Cannabis is the most used drug in the European Union. The EU’s latest drug report estimates that around 78.5 million adults have used it at some point in their lives. 

But the recreational use of cannabis is only legal in a few EU countries. Malta became the first EU country to legalise the use and growth of cannabis for recreational purposes at the beginning of December.  

Now Germany’s new centre-left coalition government has agreed to the controlled sale of cannabis for recreational purposes in licensed shops. Personal cannabis use is already legal in Canada, Uruguay, and some parts of the US. Germany would be the largest nation in the world to make the move.

A study by the University of Düsseldorf found that legalising cannabis could bring Germany more than €4.7 billion in additional revenue. Some also argue that it could take power away from criminal gangs. Government regulation could better control the strength and availability of cannabis as well as preventing harmful substances like fentanyl from being added. 

While cannabis-use has been linked to schizophrenia, psychosis and memory loss, it has not been definitively linked to an overdose death. Studies have also found that it can reduce pain and chemotherapy-induced nausea.  

International laws oblige countries to impose criminal penalties for the supply of drugs for non-medical purposes. But last year, the UN reclassified cannabis to recognise its therapeutic uses. And now Italy, Switzerland, Luxembourg and The Netherlands (where, despite being associated with liberal drugs policies, supply is illegal but tolerated in some circumstances) are discussing the move toward increased legalisation. 

But will Sweden? 

One of the overarching goals of the Swedish drug strategy is a totally drug-free society. Sweden is where the first World Forum Against Drugs was arranged in 2008. Since 1988 it’s been a criminal offence not only to possess cannabis, but to use it too. 

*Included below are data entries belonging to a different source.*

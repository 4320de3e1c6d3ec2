//! Error types for the remoting client.

use rocketmq_send_sampler::ClientError;
use thiserror::Error;

/// Errors that can occur while talking to a name server or broker.
#[derive(Error, Debug)]
pub enum RemotingError {
    #[error("IO error: {0}")]
    Io(#[from] std::io::Error),

    #[error("JSON error: {0}")]
    Json(#[from] serde_json::Error),

    #[error("Request timed out after {millis}ms")]
    Timeout { millis: u64 },

    #[error("Connection to {0} closed")]
    ConnectionClosed(String),

    #[error("Frame of {0} bytes exceeds the frame size limit")]
    FrameTooLarge(usize),

    #[error("Malformed frame: {0}")]
    MalformedFrame(String),

    #[error("Remote returned code {code}: {remark}")]
    Broker { code: i32, remark: String },

    #[error("Route error: {0}")]
    Route(String),

    #[error("Invalid message: {0}")]
    InvalidMessage(String),

    #[error("Producer not started")]
    NotStarted,
}

impl From<RemotingError> for ClientError {
    fn from(err: RemotingError) -> Self {
        match err {
            RemotingError::Timeout { millis } => ClientError::Timeout { millis },
            RemotingError::Broker { code, remark } => ClientError::Broker { code, remark },
            RemotingError::InvalidMessage(message) => ClientError::InvalidMessage { message },
            other => ClientError::Transport {
                message: other.to_string(),
            },
        }
    }
}
//! In-memory producer for tests and dry runs.
//!
//! [`MockProducerFactory`] hands out [`MockProducer`]s that follow a scripted
//! [`MockBehavior`] and record every call into a shared [`CallLog`].

use crate::error::ClientError;
use crate::message::Message;
use crate::producer::{Producer, ProducerFactory, SendCallback, SendResult, SendStatus};
use async_trait::async_trait;
use std::sync::{Arc, Mutex, MutexGuard};
use std::time::Duration;

/// Long dry runs keep only this many messages in the call log.
const MAX_KEPT_MESSAGES: usize = 1024;

/// What a mock producer does when asked to start or send.
#[derive(Debug, Clone)]
pub enum MockBehavior {
    /// Start normally and acknowledge every send with the given status.
    Acknowledge(SendStatus),
    /// Acknowledge after a delay; async callbacks fire from a spawned task.
    AcknowledgeAfter(Duration),
    /// Fail `start`.
    FailStart(ClientError),
    /// Fail every send call (async submission included).
    FailSend(ClientError),
    /// Accept async sends, then report the error through the callback.
    FailCallback(ClientError),
    /// Accept async sends and drop the callback without calling it.
    DropCallback,
}

/// Calls observed across every producer a factory created.
#[derive(Debug, Clone, Default)]
pub struct CallLog {
    pub creates: usize,
    pub starts: usize,
    pub shutdowns: usize,
    pub sync_sends: usize,
    pub async_sends: usize,
    pub oneway_sends: usize,
    pub last_group: Option<String>,
    pub last_name_server_addr: Option<String>,
    /// Messages accepted for sending, kept or not.
    pub recorded: u64,
    /// The first accepted messages, up to a fixed cap.
    pub messages: Vec<Message>,
}

/// Factory of scripted producers sharing one call log.
#[derive(Debug, Clone)]
pub struct MockProducerFactory {
    behavior: MockBehavior,
    calls: Arc<Mutex<CallLog>>,
}

impl MockProducerFactory {
    pub fn new(behavior: MockBehavior) -> Self {
        Self {
            behavior,
            calls: Arc::new(Mutex::new(CallLog::default())),
        }
    }

    /// Producers that acknowledge every send with `SEND_OK`.
    pub fn acknowledging() -> Self {
        Self::new(MockBehavior::Acknowledge(SendStatus::SendOk))
    }

    pub fn failing_start(error: ClientError) -> Self {
        Self::new(MockBehavior::FailStart(error))
    }

    pub fn failing_send(error: ClientError) -> Self {
        Self::new(MockBehavior::FailSend(error))
    }

    /// Snapshot of the calls recorded so far.
    pub fn calls(&self) -> CallLog {
        lock(&self.calls).clone()
    }
}

impl ProducerFactory for MockProducerFactory {
    type Producer = MockProducer;

    fn create(&self, producer_group: &str, name_server_addr: &str) -> MockProducer {
        let mut calls = lock(&self.calls);
        calls.creates += 1;
        calls.last_group = Some(producer_group.to_string());
        calls.last_name_server_addr = Some(name_server_addr.to_string());
        MockProducer {
            behavior: self.behavior.clone(),
            calls: Arc::clone(&self.calls),
        }
    }
}

/// Scripted producer created by [`MockProducerFactory`].
#[derive(Debug)]
pub struct MockProducer {
    behavior: MockBehavior,
    calls: Arc<Mutex<CallLog>>,
}

impl MockProducer {
    fn record(&self, message: &Message) -> SendResult {
        let mut calls = lock(&self.calls);
        calls.recorded += 1;
        let n = calls.recorded;
        if calls.messages.len() < MAX_KEPT_MESSAGES {
            calls.messages.push(message.clone());
        }
        SendResult {
            status: match &self.behavior {
                MockBehavior::Acknowledge(status) => *status,
                _ => SendStatus::SendOk,
            },
            msg_id: Some(format!("MOCK{n:028X}")),
            offset_msg_id: None,
            queue_id: Some(0),
            queue_offset: Some(n as i64 - 1),
        }
    }
}

#[async_trait]
impl Producer for MockProducer {
    async fn start(&mut self) -> Result<(), ClientError> {
        lock(&self.calls).starts += 1;
        match &self.behavior {
            MockBehavior::FailStart(e) => Err(e.clone()),
            _ => Ok(()),
        }
    }

    async fn shutdown(&mut self) {
        lock(&self.calls).shutdowns += 1;
    }

    async fn send(
        &mut self,
        message: &Message,
        _timeout: Duration,
    ) -> Result<SendResult, ClientError> {
        lock(&self.calls).sync_sends += 1;
        match self.behavior.clone() {
            MockBehavior::FailSend(e) | MockBehavior::FailCallback(e) => Err(e),
            MockBehavior::AcknowledgeAfter(delay) => {
                tokio::time::sleep(delay).await;
                Ok(self.record(message))
            }
            _ => Ok(self.record(message)),
        }
    }

    async fn send_with_callback(
        &mut self,
        message: Message,
        callback: SendCallback,
        _timeout: Duration,
    ) -> Result<(), ClientError> {
        lock(&self.calls).async_sends += 1;
        match self.behavior.clone() {
            MockBehavior::FailSend(e) => Err(e),
            MockBehavior::FailCallback(e) => {
                tokio::spawn(async move { callback(Err(e)) });
                Ok(())
            }
            MockBehavior::DropCallback => {
                drop(callback);
                Ok(())
            }
            MockBehavior::AcknowledgeAfter(delay) => {
                let ack = self.record(&message);
                tokio::spawn(async move {
                    tokio::time::sleep(delay).await;
                    callback(Ok(ack));
                });
                Ok(())
            }
            _ => {
                let ack = self.record(&message);
                tokio::spawn(async move { callback(Ok(ack)) });
                Ok(())
            }
        }
    }

    async fn send_oneway(&mut self, message: &Message) -> Result<(), ClientError> {
        lock(&self.calls).oneway_sends += 1;
        match self.behavior.clone() {
            MockBehavior::FailSend(e) => Err(e),
            _ => {
                self.record(message);
                Ok(())
            }
        }
    }
}

fn lock(calls: &Mutex<CallLog>) -> MutexGuard<'_, CallLog> {
    // A panicking test thread must not hide the calls it recorded.
    calls.lock().unwrap_or_else(|poisoned| poisoned.into_inner())
}
//! Producer interface the sampler drives.
//!
//! The sampler never talks to a broker itself. It creates a [`Producer`]
//! through a [`ProducerFactory`] for every sample, starts it, sends once and
//! shuts it down. Implementations own connection handling, the wire protocol
//! and timeouts.

use crate::error::ClientError;
use crate::message::Message;
use async_trait::async_trait;
use serde::{Deserialize, Serialize};
use std::fmt;
use std::time::Duration;

/// Delivery status of an acknowledged send.
#[derive(Debug, Clone, Copy, PartialEq, Eq, Serialize, Deserialize)]
#[serde(rename_all = "SCREAMING_SNAKE_CASE")]
pub enum SendStatus {
    SendOk,
    FlushDiskTimeout,
    FlushSlaveTimeout,
    SlaveNotAvailable,
}

impl fmt::Display for SendStatus {
    fn fmt(&self, f: &mut fmt::Formatter<'_>) -> fmt::Result {
        match self {
            SendStatus::SendOk => write!(f, "SEND_OK"),
            SendStatus::FlushDiskTimeout => write!(f, "FLUSH_DISK_TIMEOUT"),
            SendStatus::FlushSlaveTimeout => write!(f, "FLUSH_SLAVE_TIMEOUT"),
            SendStatus::SlaveNotAvailable => write!(f, "SLAVE_NOT_AVAILABLE"),
        }
    }
}

/// Broker acknowledgement of one send.
#[derive(Debug, Clone, PartialEq, Eq, Serialize, Deserialize)]
pub struct SendResult {
    pub status: SendStatus,
    /// Client-generated unique message id
    #[serde(skip_serializing_if = "Option::is_none")]
    pub msg_id: Option<String>,
    /// Broker-assigned id derived from the commit log offset
    #[serde(skip_serializing_if = "Option::is_none")]
    pub offset_msg_id: Option<String>,
    #[serde(skip_serializing_if = "Option::is_none")]
    pub queue_id: Option<i32>,
    #[serde(skip_serializing_if = "Option::is_none")]
    pub queue_offset: Option<i64>,
}

impl SendResult {
    /// Acknowledgement with the given status and no ids.
    pub fn with_status(status: SendStatus) -> Self {
        Self {
            status,
            msg_id: None,
            offset_msg_id: None,
            queue_id: None,
            queue_offset: None,
        }
    }
}

/// Continuation invoked exactly once with the outcome of an async send.
pub type SendCallback = Box<dyn FnOnce(Result<SendResult, ClientError>) + Send + 'static>;

/// A message producer bound to one producer group and name server.
#[async_trait]
pub trait Producer: Send {
    /// Connect and register; must be called before any send.
    async fn start(&mut self) -> Result<(), ClientError>;

    /// Release every resource. Safe to call after a failed `start`.
    async fn shutdown(&mut self);

    /// Send and wait for the acknowledgement, bounded by `timeout`.
    async fn send(&mut self, message: &Message, timeout: Duration)
        -> Result<SendResult, ClientError>;

    /// Submit a send; `callback` receives the outcome later.
    ///
    /// An `Err` return means the send was never submitted and the callback
    /// will not be called.
    async fn send_with_callback(
        &mut self,
        message: Message,
        callback: SendCallback,
        timeout: Duration,
    ) -> Result<(), ClientError>;

    /// Send without waiting for any acknowledgement.
    async fn send_oneway(&mut self, message: &Message) -> Result<(), ClientError>;
}

/// Creates a fresh producer for every sample.
pub trait ProducerFactory: Send + Sync {
    type Producer: Producer + 'static;

    fn create(&self, producer_group: &str, name_server_addr: &str) -> Self::Producer;
}
//! One TCP connection to a name server or broker.

use crate::codec::{encode_frame, read_frame};
use crate::command::RemotingCommand;
use crate::error::RemotingError;
use std::collections::HashMap;
use std::sync::atomic::{AtomicI32, Ordering};
use std::sync::{Arc, Mutex, MutexGuard};
use std::time::Duration;
use tokio::io::{AsyncWriteExt, BufReader};
use tokio::net::tcp::{OwnedReadHalf, OwnedWriteHalf};
use tokio::net::TcpStream;
use tokio::sync::oneshot;
use tokio::task::JoinHandle;
use tracing::{debug, warn};

type Pending = Arc<Mutex<Waiters>>;

/// Requests waiting for a response. Once `closed` is set no new waiter is
/// registered.
#[derive(Default)]
struct Waiters {
    by_opaque: HashMap<i32, oneshot::Sender<RemotingCommand>>,
    closed: bool,
}

/// A multiplexed request/response connection.
///
/// Requests carry a connection-unique `opaque` id; a background reader task
/// hands each response to the request waiting on the same id.
pub struct Connection {
    addr: String,
    writer: tokio::sync::Mutex<OwnedWriteHalf>,
    pending: Pending,
    next_opaque: AtomicI32,
    reader: JoinHandle<()>,
}

impl Connection {
    /// Open a connection to `addr` (`host:port`).
    pub async fn connect(addr: &str, connect_timeout: Duration) -> Result<Self, RemotingError> {
        let stream = tokio::time::timeout(connect_timeout, TcpStream::connect(addr))
            .await
            .map_err(|_| RemotingError::Timeout {
                millis: connect_timeout.as_millis() as u64,
            })??;
        stream.set_nodelay(true)?;

        let (read_half, write_half) = stream.into_split();
        let pending: Pending = Arc::new(Mutex::new(Waiters::default()));
        let reader = tokio::spawn(read_loop(
            addr.to_string(),
            read_half,
            Arc::clone(&pending),
        ));

        debug!("Connected to {addr}");
        Ok(Self {
            addr: addr.to_string(),
            writer: tokio::sync::Mutex::new(write_half),
            pending,
            next_opaque: AtomicI32::new(1),
            reader,
        })
    }

    /// Send a request and wait for its response, bounded by `timeout`.
    pub async fn invoke(
        &self,
        mut request: RemotingCommand,
        timeout: Duration,
    ) -> Result<RemotingCommand, RemotingError> {
        let opaque = self.next_opaque.fetch_add(1, Ordering::Relaxed);
        request.opaque = opaque;

        let (tx, rx) = oneshot::channel();
        {
            let mut waiters = lock(&self.pending);
            if waiters.closed {
                return Err(RemotingError::ConnectionClosed(self.addr.clone()));
            }
            waiters.by_opaque.insert(opaque, tx);
        }

        let exchange = async {
            self.write(&request).await?;
            rx.await
                .map_err(|_| RemotingError::ConnectionClosed(self.addr.clone()))
        };

        let outcome = match tokio::time::timeout(timeout, exchange).await {
            Ok(outcome) => outcome,
            Err(_) => Err(RemotingError::Timeout {
                millis: timeout.as_millis() as u64,
            }),
        };
        if outcome.is_err() {
            lock(&self.pending).by_opaque.remove(&opaque);
        }
        outcome
    }

    /// Send a request flagged oneway; no response is expected.
    pub async fn invoke_oneway(&self, mut request: RemotingCommand) -> Result<(), RemotingError> {
        if lock(&self.pending).closed {
            return Err(RemotingError::ConnectionClosed(self.addr.clone()));
        }
        request.opaque = self.next_opaque.fetch_add(1, Ordering::Relaxed);
        request.mark_oneway();
        self.write(&request).await
    }

    async fn write(&self, cmd: &RemotingCommand) -> Result<(), RemotingError> {
        let frame = encode_frame(cmd)?;
        let mut writer = self.writer.lock().await;
        writer.write_all(&frame).await?;
        writer.flush().await?;
        Ok(())
    }

    /// Stop the reader, fail pending requests and close the stream.
    pub async fn close(&self) {
        self.reader.abort();
        lock(&self.pending).close();
        let mut writer = self.writer.lock().await;
        if let Err(e) = writer.shutdown().await {
            debug!("Error closing connection to {}: {e}", self.addr);
        }
        debug!("Closed connection to {}", self.addr);
    }
}

impl Drop for Connection {
    fn drop(&mut self) {
        self.reader.abort();
    }
}

async fn read_loop(addr: String, read_half: OwnedReadHalf, pending: Pending) {
    let mut reader = BufReader::new(read_half);
    loop {
        match read_frame(&mut reader).await {
            Ok(Some(cmd)) if cmd.is_response() => {
                let waiter = lock(&pending).by_opaque.remove(&cmd.opaque);
                match waiter {
                    Some(tx) => {
                        // The requester may have timed out already.
                        let _ = tx.send(cmd);
                    }
                    None => warn!(
                        "Dropping response with unknown opaque {} from {addr}",
                        cmd.opaque
                    ),
                }
            }
            Ok(Some(cmd)) => {
                debug!("Ignoring server request code {} from {addr}", cmd.code);
            }
            Ok(None) => {
                debug!("Connection to {addr} closed by peer");
                break;
            }
            Err(e) => {
                warn!("Failed to read from {addr}: {e}");
                break;
            }
        }
    }
    lock(&pending).close();
}

impl Waiters {
    /// Refuse new waiters and fail every pending one with ConnectionClosed.
    fn close(&mut self) {
        self.closed = true;
        self.by_opaque.clear();
    }
}

fn lock<T>(mutex: &Mutex<T>) -> MutexGuard<'_, T> {
    mutex.lock().unwrap_or_else(|poisoned| poisoned.into_inner())
}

“We have a long tradition of regarding cannabis as a dangerous drug. The authorities have exaggerated the risks for many years. It is not as dangerous as some say and not as safe as others say,” Bengt Svensson, professor emeritus in social work at Malmö University, told The Local.

The Swedish model doesn’t differentiate between “hard” or “soft” drugs. Cannabis and heroin are both classified as narcotics. Sweden’s drug policy is based on the assumption that all non-medical use of narcotics is abuse. The government only recently allowed the use of medicinal cannabis in special circumstances. 

The state has long held that this punitive approach is responsible for Sweden’s historically low levels of drug use. While 28 percent of adults in Germany have reported using cannabis at some point in their lives, that number is just 17 percent in Sweden. 

But Sweden has the highest proportion of drug-related deaths in the EU. In 2019, 540 people died from an overdose in Sweden, most from opiates.  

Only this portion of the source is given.